Global partnerships can also play a substantial role in recovery from the pandemic. For instance, KidsOR has dedicated support for infrastructure, workforce strengthening, and local data platforms in partnership with multiple stakeholders, including hospitals, universities, and regional professional organizations. Similarly, other organizations such as Smile Train and Lifebox have continued to provide funding, resources, and training to ensure the continued provision of safe surgical care in LMIC [57, 58]. As the pandemic continues, long-term and systemic strategies on a global scale will need to be employed.
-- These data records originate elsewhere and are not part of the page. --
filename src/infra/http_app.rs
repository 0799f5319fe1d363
use axum::{
    routing::{any_service, get},
    Router,
};
use std::sync::Arc;

use crate::infra::runtime::mcp_transport::{self, LocalSessionManager};
use crate::tools::forecast::ForecastSvc;

/// `/healthz` plus the streamable MCP endpoint at `/mcp`. Every session is
/// served by a clone of the same `ForecastSvc`.
pub fn build_app(svc: ForecastSvc) -> Router {
    let session_mgr = Arc::new(LocalSessionManager::default());
    let factory = move || (svc.clone(), ForecastSvc::router());
    let mcp_service = mcp_transport::make_streamable_http_service(factory, session_mgr);

    Router::new()
        .route("/healthz", get(|| async { "ok" }))
        .route_service("/mcp", any_service(mcp_service))
}
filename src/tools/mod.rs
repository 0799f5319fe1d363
pub mod forecast;
use reqwest::header::{ACCEPT, USER_AGENT};
use reqwest::RequestBuilder;

/// NWS serves flat documents (no GeoJSON `properties` wrapper) for this type.
pub const NWS_ACCEPT: &str = "application/ld+json";

/// Generate a simple request id suitable for logging/correlation.
pub fn generate_request_id() -> String {
    use std::time::{SystemTime, UNIX_EPOCH};
    let now = SystemTime::now()
        .duration_since(UNIX_EPOCH)
        .unwrap_or_default();
    format!("nws-{}-{}", now.as_secs(), now.subsec_nanos())
}

/// Add standard headers to an outgoing request. Returns the updated builder and the request id used.
pub fn add_standard_headers(
    builder: RequestBuilder,
    user_agent: &str,
    request_id: Option<String>,
) -> (RequestBuilder, String) {
    let rid = request_id.unwrap_or_else(generate_request_id);
    let b = builder
        .header("x-request-id", rid.as_str())
        .header(USER_AGENT, user_agent)
        .header(ACCEPT, NWS_ACCEPT);
    (b, rid)
}
use tracing_subscriber::EnvFilter;

/// Install the global subscriber. Writes to stderr: in stdio mode stdout
/// carries protocol frames. Honors RUST_LOG, defaulting to `info`.
pub fn init() {
    let env_filter = EnvFilter::try_from_default_env().unwrap_or_else(|_| EnvFilter::new("info"));
    let _ = tracing_subscriber::fmt()
        .with_env_filter(env_filter)
        .with_writer(std::io::stderr)
        .with_target(false)
        .try_init();
}

/// Simple helper to log a metrics-like line until a real sink/exporter is added.
pub fn log_metric(tool: &str, metric: &str, value: f64) {
    tracing::info!(tool = tool, metric = metric, value = value, "metric");
}
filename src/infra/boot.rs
use crate::infra::config::{Config, Transport};
use crate::infra::http_app;
use crate::infra::runtime::mcp_transport::{self, TransportError};
use crate::tools::forecast::ForecastSvc;

/// Run the server in the transport chosen at startup. Returns only when that
/// run-loop ends; there is no fallback from one transport to the other.
pub async fn run(cfg: Config) -> Result<(), TransportError> {
    tracing::info!(
        transport = %cfg.transport,
        upstream = %cfg.upstream.base_url,
        "BOOT mcp-nws"
    );
    let svc = ForecastSvc::from_config(&cfg.upstream)?;

    match cfg.transport {
        Transport::Stdio => {
            mcp_transport::serve_stdio(move || (svc, ForecastSvc::router())).await
        }
        Transport::Http { address } => {
            let listener = mcp_transport::bind(&address).await?;
            tracing::info!(address = %address, "MCP handler listening at /mcp");
            mcp_transport::serve_http(listener, http_app::build_app(svc)).await
        }
    }
}
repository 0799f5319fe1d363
pub mod nws;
Our study has several limitations. First, the retrospective nature of the analyses did not allow us to control for potential confounding factors, and therefore, associations that other local and regional events may have influenced. For example, the initial lockdown period was used as the sole cut-off between pre- and post-COVID periods without factoring in subsequent partial lockdowns and fluctuations in pandemic intensity. Second, the participating study sites have differences such as the type of hospital (e.g., public vs. private), patient population (e.g., urban vs. rural), and overall surgical volume (e.g., high in Burkina Faso vs. low in Ecuador). Given these differences, direct comparisons by type of surgery and between the sites could not be made. Third, the ITSA model lacked statistical significance at the individual site level and by case type due to fewer cases on stratification. Fourth, there was significant variation in data availability on socioeconomic variables due to the sensitive nature of these questions, such that only 9% of the participants responded with their annual incomes. Lastly, the inclusion criteria for the sites required consistent data collection from 2019 to 2021, and as such, four of the partner hospitals with missing data were excluded. These sites may have been affected by the pandemic more and may not have had the capacity to enter data in a timely fashion.

Conclusion

The decreases in surgical volume without evidence of sustained recovery across multiple LMIC hospitals demonstrates the persistent effects of the pandemic and provides evidence that the collateral damage of the pandemic on health services has extended to children’s surgery. Healthier and wealthier patients undergoing surgery with improved outcomes post-pandemic also raise concerns about hidden morbidity and mortality at the population level, especially among those with less resources. Overall, these findings call for a renewed commitment to equity, global partnerships, and innovative resource mobilization to mitigate the pandemic's impact on surgical services for children now and for future public health crises.